The U.S. and Europe each account for about 40% of the global speech business. While much of the early research funding came from the U.S. Defense Dept., companies are now picking up the slack. The C-Star Consortium of research universities, which produced the six-language translation program, is funded by a Who's Who of communications companies, from AT&T and Siemens to Japan's ATR.

Most of these companies have their eyes on customer-service programs. Many companies rely on call centers that give customers a machine droning through a menu, usually followed by a long wait. The idea now is to push smarter and more articulate voice programs into these centers. "The telephone companies are all very hungry for call-center applications," says Alfred Hauenstein, director of product management for speech-recognition products at Siemens. And for international businesses, such as hotels, the speech systems could fold in translating programs, such as C-Star's.

Even as speech software takes off, Europe's market leader, L&H, has been having a rough year. The $211 million Belgian company's roaring stock fell by a quarter in April, as the U.S. Securities & Exchange Commission disallowed research-and-development write-offs, leading L&H to restate and lower its earnings. Still, the company is pushing ahead on projects with minority shareholders Microsoft and Intel. And its Voice Xpress, an off-the-shelf computer-dictation program, is battling with IBM, Dragon Systems, and Philips in the under-$100 market.

At the same time, L&H is pushing translation applications onto the Internet. It offers a translation browser that scares up rough summaries of foreign- language Web pages. Such services should grow in demand as the Web, 54% of which is now in English, continues to grow faster in other languages.
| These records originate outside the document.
//! Open-loop motion primitives
//!
//! Moves are measured on two diagonally opposite encoders (front-left and
//! back-right) and end when the slower of the two reaches the target count.
//! Power is cut without a ramp. Slip and stall are only caught by the poll
//! budget, which is why every move should be followed by a correction.
//!
//! # Sequence
//! 1. Reset both encoders and let the chassis settle
//! 2. Convert the displacement into counts
//! 3. Apply the drive command
//! 4. Poll until both encoders reach the count or the budget runs out
//! 5. Stop all four motors

use embedded_hal_async::delay::DelayNs;
use libm::fabsf;

use crate::system::{
    budget::{poll_until, wait, Exhausted, PollPolicy, Polled},
    drive_command::{Direction, DriveCommand, Rotation},
    error::{Error, Result},
    hardware::{DriveMotor, Photocell, PositionSensor, WheelEncoder},
    robot::Robot,
};

/// Outcome of a completed open-loop move
#[derive(Debug, Clone, Copy, PartialEq, Eq)]
#[cfg_attr(feature = "defmt", derive(defmt::Format))]
pub struct MoveReport {
    /// Counts both encoders had to reach
    pub target_counts: u32,
    /// Front-left count when the move ended
    pub front_left: u32,
    /// Back-right count when the move ended
    pub back_right: u32,
    /// Encoder reads made
    pub polls: u32,
}

impl<M, E, P, C, D, S> Robot<M, E, P, C, D, S>
where
    M: DriveMotor,
    E: WheelEncoder,
    P: PositionSensor,
    C: Photocell,
    D: DelayNs,
{
    /// Drive straight for `inches` at `percent` power
    ///
    /// The sign of `inches` is ignored; `direction` picks the way.
    pub async fn move_straight(&mut self, direction: Direction, percent: f32, inches: f32) -> Result<MoveReport> {
        check_inputs(percent, inches)?;
        let counts = self.config.kinematics.counts_for_distance(fabsf(inches)).unsigned_abs();
        info!("move {:?} {} in at {}%", direction, inches, percent);
        self.run_counted(DriveCommand::straight(direction, percent), counts).await
    }

    /// Rotate in place by `degrees` at `percent` power
    ///
    /// The sign of `degrees` is ignored; `rotation` picks the way.
    pub async fn turn(&mut self, rotation: Rotation, percent: f32, degrees: f32) -> Result<MoveReport> {
        check_inputs(percent, degrees)?;
        let counts = self.config.kinematics.counts_for_rotation(fabsf(degrees)).unsigned_abs();
        info!("turn {:?} {} deg at {}%", rotation, degrees, percent);
        self.run_counted(DriveCommand::rotate(rotation, percent), counts).await
    }

    async fn run_counted(&mut self, command: DriveCommand, target_counts: u32) -> Result<MoveReport> {
        let motion = self.config.motion;
        self.encoders.reset();
        wait(&mut self.delay, motion.settle).await;

        self.drive.apply(command);

        let encoders = &mut self.encoders;
        let mut last = (0, 0);
        let policy = PollPolicy::new(motion.poll_interval, motion.max_polls);
        let outcome = poll_until(&mut self.delay, policy, |_| {
            let (front_left, back_right) = encoders.counts();
            last = (front_left, back_right);
            trace!("encoders fl={} br={} target={}", front_left, back_right, target_counts);
            // keep going while either wheel is short
            (front_left >= target_counts && back_right >= target_counts).then_some((front_left, back_right))
        })
        .await;

        self.drive.stop();

        match outcome {
            Ok(Polled {
                value: (front_left, back_right),
                polls,
            }) => {
                debug!("move done after {} polls", polls);
                Ok(MoveReport {
                    target_counts,
                    front_left,
                    back_right,
                    polls,
                })
            }
            Err(Exhausted { spent }) => {
                warn!(
                    "move abandoned after {} polls: fl={} br={} target={}",
                    spent,
                    last.0,
                    last.1,
                    target_counts
                );
                Err(Error::MoveIncomplete {
                    target_counts,
                    front_left: last.0,
                    back_right: last.1,
                })
            }
        }
    }
}

/// Reject NaN or infinite power and displacement before anything moves
fn check_inputs(percent: f32, amount: f32) -> Result<()> {
    if !percent.is_finite() || !amount.is_finite() {
        warn!("rejected move: {}% for {}", percent, amount);
        return Err(Error::InvalidConfig);
    }
    Ok(())
}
With Intel, L&H is developing machines that understand verbal queries, hunt down information, and provide answers over the phone. "We're talking about machines that can figure things out," says L&H Chief Executive Gaston Bastiaens. "You ask it about L&H stock, and it knows to call up"

STANDBY. Cell-phone companies already are programming voice-activated dialing into their handsets. Now, manufacturers are wondering how much more speech to give their machines. The trouble is that speech programs require computing and battery power, both at a premium in credit-card-size phones. Standby time, the number of hours a phone can remain on, is a key selling point, says Bernd Burchard, who leads the speech recognition unit at Infineon, the former semiconductor division of Siemens. "None of them wants to sacrifice any standby."

The likely solution is to host the speech-recognition programs at servers and to encourage customers to call in to talking computers. Eventually, customers will have a choice between having a heavier, smarter phone in hand, or choosing a lighter, dumber model that feeds more off the network.

Perhaps the biggest hurdle for interactive television is the lack of a keyboard substitute. This makes it a natural for voice systems, many of which will be unveiled at a trade show in late August in Berlin. The challenge, of course, is to filter out the TV noise so that the machine can hear what the viewer is yelling. "We have a lot of experience with noise cancellation from our work with cars," says Infineon's Burchard.

And cars? They may be the last to debut, possibly in another five years. Lengthy tests by car companies, led by DaimlerChrysler, are sure to drag out the process, say software developers. That means it's safe to keep swearing at the car for a few years, as long as the phone's out of range.